PROMPT
What follows is a listing; give it again exactly, in its entirety.

SUPPLIED ENTRIES
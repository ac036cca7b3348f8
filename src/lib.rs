//! agentbus
//!
//! A reliable topic-based pub/sub bus for cooperating agents, with a DAG
//! workflow engine started by bus events.
//!
//! # Overview
//!
//! - Topic validation and wildcard matching ([`protocol`])
//! - MQTT and in-process room transports ([`transport`])
//! - Bounded, TTL-swept event persistence with optional PostgreSQL backing ([`persistence`])
//! - Per-topic ordered publish, replay on subscribe and on reconnection ([`bus`])
//! - Declarative payload rules ([`rules`])
//! - Workflow templates, instances and the engine actor ([`workflow`])
//! - Queryable instance history over HTTP ([`history`])
//!
//! # Quick Start
//!
//! ```rust
//! use agentbus::bus::{Bus, ChannelHandler};
//! use agentbus::persistence::BusPersistence;
//! use agentbus::transport::{RoomHub, RoomTransport};
//! use serde_json::json;
//! use std::sync::Arc;
//!
//! # #[tokio::main(flavor = "current_thread")]
//! # async fn main() -> Result<(), Box<dyn std::error::Error>> {
//! let hub = RoomHub::new("conference.localhost");
//! let bus = Bus::new(
//!     "timon",
//!     Arc::new(RoomTransport::new("timon", hub)),
//!     Arc::new(BusPersistence::in_memory(1000)),
//! );
//! bus.start().await?;
//!
//! bus.publish("timon", agentbus::protocol::payload_from_value(json!({"message": "hi"})))
//!     .await?;
//!
//! // Subscribers attaching later still receive stored events
//! let (handler, mut events) = ChannelHandler::channel();
//! bus.subscribe("timon", "late-reader", handler).await?;
//! let event = events.recv().await.ok_or("no replay")?;
//! assert_eq!(event.payload["message"], "hi");
//! # bus.shutdown().await?;
//! # Ok(())
//! # }
//! ```

pub mod agent;
pub mod bus;
pub mod config;
pub mod error;
pub mod history;
pub mod observability;
pub mod persistence;
pub mod protocol;
pub mod rules;
pub mod testing;
pub mod transport;
pub mod workflow;

pub use agent::AgentRuntime;
pub use bus::{Bus, BusError, EventHandler};
pub use config::{AgentConfig, ConfigError};
pub use error::{AgentError, AgentResult};
pub use protocol::{BusEvent, Payload};
pub use workflow::{WorkflowEngine, WorkflowTemplate};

EXERCISE OUTPUT
repository ac036cca7b3348f8
filename src/lib.rs
//! agentbus
//!
//! A reliable topic-based pub/sub bus for cooperating agents, with a DAG
//! workflow engine started by bus events.
//!
//! # Overview
//!
//! - Topic validation and wildcard matching ([`protocol`])
//! - MQTT and in-process room transports ([`transport`])
//! - Bounded, TTL-swept event persistence with optional PostgreSQL backing ([`persistence`])
//! - Per-topic ordered publish, replay on subscribe and on reconnection ([`bus`])
//! - Declarative payload rules ([`rules`])
//! - Workflow templates, instances and the engine actor ([`workflow`])
//! - Queryable instance history over HTTP ([`history`])
//!
//! # Quick Start
//!
//! ```rust
//! use agentbus::bus::{Bus, ChannelHandler};
//! use agentbus::persistence::BusPersistence;
//! use agentbus::transport::{RoomHub, RoomTransport};
//! use serde_json::json;
//! use std::sync::Arc;
//!
//! # #[tokio::main(flavor = "current_thread")]
//! # async fn main() -> Result<(), Box<dyn std::error::Error>> {
//! let hub = RoomHub::new("conference.localhost");
//! let bus = Bus::new(
//!     "timon",
//!     Arc::new(RoomTransport::new("timon", hub)),
//!     Arc::new(BusPersistence::in_memory(1000)),
//! );
//! bus.start().await?;
//!
//! bus.publish("timon", agentbus::protocol::payload_from_value(json!({"message": "hi"})))
//!     .await?;
//!
//! // Subscribers attaching later still receive stored events
//! let (handler, mut events) = ChannelHandler::channel();
//! bus.subscribe("timon", "late-reader", handler).await?;
//! let event = events.recv().await.ok_or("no replay")?;
//! assert_eq!(event.payload["message"], "hi");
//! # bus.shutdown().await?;
//! # Ok(())
//! # }
//! ```

pub mod agent;
pub mod bus;
pub mod config;
pub mod error;
pub mod history;
pub mod observability;
pub mod persistence;
pub mod protocol;
pub mod rules;
pub mod testing;
pub mod transport;
pub mod workflow;

pub use agent::AgentRuntime;
pub use bus::{Bus, BusError, EventHandler};
pub use config::{AgentConfig, ConfigError};
pub use error::{AgentError, AgentResult};
pub use protocol::{BusEvent, Payload};
pub use workflow::{WorkflowEngine, WorkflowTemplate};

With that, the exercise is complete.